A 3-1 win against the Philadelphia Flyers on NBC ensured they’ll have at least a one-point lead on the division. For the time being, it’s a three-point advantage, with the New York Islanders facing the Arizona Coyotes later on Sunday.

Washington had lost two straight coming into this one, including a 5-4 overtime defeat against the Tampa Bay Lightning on Wednesday Night Hockey. That game was one of the best of the season between two powerhouses and the Capitals showed they could still run with the dominant Lightning.

Washington then dropped a 2-1 decision to the Minnesota Wild on Friday.

So stopping the bleeding in Sunday’s matinee was paramount.

Tom Wilson‘s deflection put the Capitals ahead 1-0 in the first period, a lead that was padded in the second by Travis Boyd on another re-directed shot.

The Flyers, with their playoff hopes all but mathematically gone, battled back to 2-1 through Jakub Voracek on the power play to keep things interesting into the third.

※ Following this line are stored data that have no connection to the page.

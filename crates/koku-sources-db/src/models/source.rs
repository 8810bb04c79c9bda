//! Source record model.
//!
//! One row per source known to the integration, carrying the provider
//! registry identifier and the pending-operation flags that drive
//! synchronization.

use chrono::{DateTime, Utc};
use serde::{Deserialize, Serialize};
use sqlx::{FromRow, PgPool};
use uuid::Uuid;

/// Kind of cloud account behind a source.
///
/// The type decides the shape of the stored authentication payload.
#[derive(Debug, Clone, Copy, PartialEq, Eq, Hash, Serialize, Deserialize, sqlx::Type)]
#[sqlx(type_name = "varchar", rename_all = "UPPERCASE")]
#[serde(rename_all = "UPPERCASE")]
pub enum SourceType {
    /// Amazon Web Services account.
    Aws,
    /// Microsoft Azure subscription.
    Azure,
    /// OpenShift cluster.
    Ocp,
    /// Not yet resolved against the source registry.
    Unknown,
}

impl SourceType {
    /// Map a source registry type name (`amazon`, `azure`, `openshift`).
    #[must_use]
    pub fn from_registry_name(name: &str) -> Option<Self> {
        match name {
            "amazon" => Some(SourceType::Aws),
            "azure" => Some(SourceType::Azure),
            "openshift" => Some(SourceType::Ocp),
            _ => None,
        }
    }

    /// Provider type string understood by the provider-management API.
    #[must_use]
    pub fn as_str(&self) -> &'static str {
        match self {
            SourceType::Aws => "AWS",
            SourceType::Azure => "AZURE",
            SourceType::Ocp => "OCP",
            SourceType::Unknown => "UNKNOWN",
        }
    }

    /// Whether the type has been resolved.
    #[must_use]
    pub fn is_known(&self) -> bool {
        !matches!(self, SourceType::Unknown)
    }
}

impl std::fmt::Display for SourceType {
    fn fmt(&self, f: &mut std::fmt::Formatter<'_>) -> std::fmt::Result {
        f.write_str(self.as_str())
    }
}

impl std::str::FromStr for SourceType {
    type Err = String;

    fn from_str(s: &str) -> Result<Self, Self::Err> {
        match s.to_uppercase().as_str() {
            "AWS" => Ok(SourceType::Aws),
            "AZURE" => Ok(SourceType::Azure),
            "OCP" => Ok(SourceType::Ocp),
            "UNKNOWN" => Ok(SourceType::Unknown),
            _ => Err(format!("Unknown source type: {s}")),
        }
    }
}

/// A source known to the integration.
#[derive(Debug, Clone, PartialEq, FromRow, Serialize, Deserialize)]
pub struct SourceRecord {
    /// Source registry identifier.
    pub source_id: i64,

    /// Display name from the source registry.
    pub name: Option<String>,

    /// Resolved source type.
    pub source_type: SourceType,

    /// Identity header captured from the broker message.
    pub auth_header: Option<String>,

    /// Credential payload; shape depends on `source_type`.
    pub authentication: Option<serde_json::Value>,

    /// Billing location payload (AWS/Azure only).
    pub billing_source: Option<serde_json::Value>,

    /// Source registry endpoint used to look up authentications.
    pub endpoint_id: Option<i64>,

    /// Provider registry identifier, set after the first successful create.
    pub provider_uuid: Option<Uuid>,

    /// Provider has not been created yet.
    pub pending_create: bool,

    /// Provider needs to be updated with the current fields.
    pub pending_update: bool,

    /// Provider and record must be torn down.
    pub pending_delete: bool,

    /// Last broker offset associated with the record.
    #[sqlx(rename = "kafka_offset")]
    pub offset: i64,

    pub created_at: DateTime<Utc>,
    pub updated_at: DateTime<Utc>,
}

impl SourceRecord {
    /// A bare record as created from the first classified create event.
    #[must_use]
    pub fn new_pending(source_id: i64, auth_header: Option<String>, offset: i64) -> Self {
        let now = Utc::now();
        Self {
            source_id,
            name: None,
            source_type: SourceType::Unknown,
            auth_header,
            authentication: None,
            billing_source: None,
            endpoint_id: None,
            provider_uuid: None,
            pending_create: true,
            pending_update: false,
            pending_delete: false,
            offset,
            created_at: now,
            updated_at: now,
        }
    }

    /// Whether the provider registry already knows this source.
    #[must_use]
    pub fn is_provisioned(&self) -> bool {
        self.provider_uuid.is_some()
    }

    /// Whether any pending flag is set.
    #[must_use]
    pub fn has_pending(&self) -> bool {
        self.pending_create || self.pending_update || self.pending_delete
    }

    /// Whether enrichment has gathered everything a create call needs.
    ///
    /// Azure providers cannot be created without a billing source.
    #[must_use]
    pub fn is_ready_for_create(&self) -> bool {
        if !self.source_type.is_known() || self.authentication.is_none() {
            return false;
        }
        self.source_type != SourceType::Azure || self.billing_source.is_some()
    }

    /// Insert a bare pending record unless one already exists.
    ///
    /// An existing row keeps its state; only its offset moves forward.
    /// Returns true if a row was inserted.
    pub async fn insert_if_absent(
        pool: &PgPool,
        source_id: i64,
        auth_header: Option<&str>,
        offset: i64,
    ) -> Result<bool, sqlx::Error> {
        sqlx::query_scalar(
            r"
            INSERT INTO sources (source_id, auth_header, kafka_offset, pending_create)
            VALUES ($1, $2, $3, TRUE)
            ON CONFLICT (source_id) DO UPDATE
                SET kafka_offset = GREATEST(sources.kafka_offset, EXCLUDED.kafka_offset)
            RETURNING (xmax = 0) AS inserted
            ",
        )
        .bind(source_id)
        .bind(auth_header)
        .bind(offset)
        .fetch_one(pool)
        .await
    }

    /// Find a record by source ID.
    pub async fn find_by_source_id(
        pool: &PgPool,
        source_id: i64,
    ) -> Result<Option<Self>, sqlx::Error> {
        sqlx::query_as(
            r"
            SELECT * FROM sources
            WHERE source_id = $1
            ",
        )
        .bind(source_id)
        .fetch_optional(pool)
        .await
    }

    /// Find the source that owns a registry endpoint.
    pub async fn find_source_id_by_endpoint(
        pool: &PgPool,
        endpoint_id: i64,
    ) -> Result<Option<i64>, sqlx::Error> {
        sqlx::query_scalar(
            r"
            SELECT source_id FROM sources
            WHERE endpoint_id = $1
            ORDER BY source_id
            LIMIT 1
            ",
        )
        .bind(endpoint_id)
        .fetch_optional(pool)
        .await
    }

    /// Get the resolved type of a source.
    pub async fn find_source_type(
        pool: &PgPool,
        source_id: i64,
    ) -> Result<Option<SourceType>, sqlx::Error> {
        sqlx::query_scalar(
            r"
            SELECT source_type FROM sources
            WHERE source_id = $1
            ",
        )
        .bind(source_id)
        .fetch_optional(pool)
        .await
    }

    /// List every record with a pending flag, ordered by source ID.
    pub async fn list_pending(pool: &PgPool) -> Result<Vec<Self>, sqlx::Error> {
        sqlx::query_as(
            r"
            SELECT * FROM sources
            WHERE pending_create OR pending_update OR pending_delete
            ORDER BY source_id ASC
            ",
        )
        .fetch_all(pool)
        .await
    }

    /// Flag a provisioned source for update.
    ///
    /// Returns true if the source exists and is provisioned.
    pub async fn flag_update(
        pool: &PgPool,
        source_id: i64,
        offset: i64,
    ) -> Result<bool, sqlx::Error> {
        let result = sqlx::query(
            r"
            UPDATE sources
            SET pending_update = TRUE,
                kafka_offset = GREATEST(kafka_offset, $2),
                updated_at = NOW()
            WHERE source_id = $1 AND provider_uuid IS NOT NULL
            ",
        )
        .bind(source_id)
        .bind(offset)
        .execute(pool)
        .await?;

        Ok(result.rows_affected() > 0)
    }

    /// Flag a source for deletion. Returns true if the source exists.
    pub async fn flag_delete(
        pool: &PgPool,
        source_id: i64,
        offset: i64,
    ) -> Result<bool, sqlx::Error> {
        let result = sqlx::query(
            r"
            UPDATE sources
            SET pending_delete = TRUE,
                kafka_offset = GREATEST(kafka_offset, $2),
                updated_at = NOW()
            WHERE source_id = $1
            ",
        )
        .bind(source_id)
        .bind(offset)
        .execute(pool)
        .await?;

        Ok(result.rows_affected() > 0)
    }

    /// Store name, type and endpoint fetched from the source registry.
    pub async fn update_context(
        pool: &PgPool,
        source_id: i64,
        name: &str,
        source_type: SourceType,
        endpoint_id: i64,
    ) -> Result<bool, sqlx::Error> {
        let result = sqlx::query(
            r"
            UPDATE sources
            SET name = $2, source_type = $3, endpoint_id = $4, updated_at = NOW()
            WHERE source_id = $1
            ",
        )
        .bind(source_id)
        .bind(name)
        .bind(source_type)
        .bind(endpoint_id)
        .execute(pool)
        .await?;

        Ok(result.rows_affected() > 0)
    }

    /// Store the credential payload.
    pub async fn update_authentication(
        pool: &PgPool,
        source_id: i64,
        authentication: &serde_json::Value,
    ) -> Result<bool, sqlx::Error> {
        let result = sqlx::query(
            r"
            UPDATE sources
            SET authentication = $2, updated_at = NOW()
            WHERE source_id = $1
            ",
        )
        .bind(source_id)
        .bind(authentication)
        .execute(pool)
        .await?;

        Ok(result.rows_affected() > 0)
    }

    /// Store the billing location payload.
    pub async fn update_billing_source(
        pool: &PgPool,
        source_id: i64,
        billing_source: &serde_json::Value,
    ) -> Result<bool, sqlx::Error> {
        let result = sqlx::query(
            r"
            UPDATE sources
            SET billing_source = $2, updated_at = NOW()
            WHERE source_id = $1
            ",
        )
        .bind(source_id)
        .bind(billing_source)
        .execute(pool)
        .await?;

        Ok(result.rows_affected() > 0)
    }

    /// Record the provider UUID and clear `pending_create`.
    pub async fn update_provider_uuid(
        pool: &PgPool,
        source_id: i64,
        provider_uuid: Uuid,
    ) -> Result<bool, sqlx::Error> {
        let result = sqlx::query(
            r"
            UPDATE sources
            SET provider_uuid = $2, pending_create = FALSE, updated_at = NOW()
            WHERE source_id = $1
            ",
        )
        .bind(source_id)
        .bind(provider_uuid)
        .execute(pool)
        .await?;

        Ok(result.rows_affected() > 0)
    }

    /// Clear `pending_update` after a confirmed update.
    pub async fn clear_update(pool: &PgPool, source_id: i64) -> Result<(), sqlx::Error> {
        sqlx::query(
            r"
            UPDATE sources
            SET pending_update = FALSE, updated_at = NOW()
            WHERE source_id = $1 AND pending_update
            ",
        )
        .bind(source_id)
        .execute(pool)
        .await?;

        Ok(())
    }

    /// Delete the record. Returns true if a row was removed.
    pub async fn delete(pool: &PgPool, source_id: i64) -> Result<bool, sqlx::Error> {
        let result = sqlx::query(
            r"
            DELETE FROM sources
            WHERE source_id = $1
            ",
        )
        .bind(source_id)
        .execute(pool)
        .await?;

        Ok(result.rows_affected() > 0)
    }
}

The Flyers put up 20 shots in the second period but Braden Holtby was up to the task, finishing with 35 saves in the game

A breakaway goal nearing the mid-way point of the third period by Jakub Vrana sealed it for Washington.

The pursuit of another 50-goal season for Alex Ovechkin will have to wait, meanwhile.

Ovi has hit a bit of a dry spell as of late, now having gone four games without a marker. With six games remaining, it’s unlikely The Great 8 will be held at bay for the rest of the regular season.

He nearly had an empty netter, but it was defended well by the Flyers and Ovechkin ultimately chose to pass the puck and the play never materialized into anything.

Washington now gears up for a home and home with the Carolina Hurricanes before another test against the Tampa Bay Lightning next Saturday.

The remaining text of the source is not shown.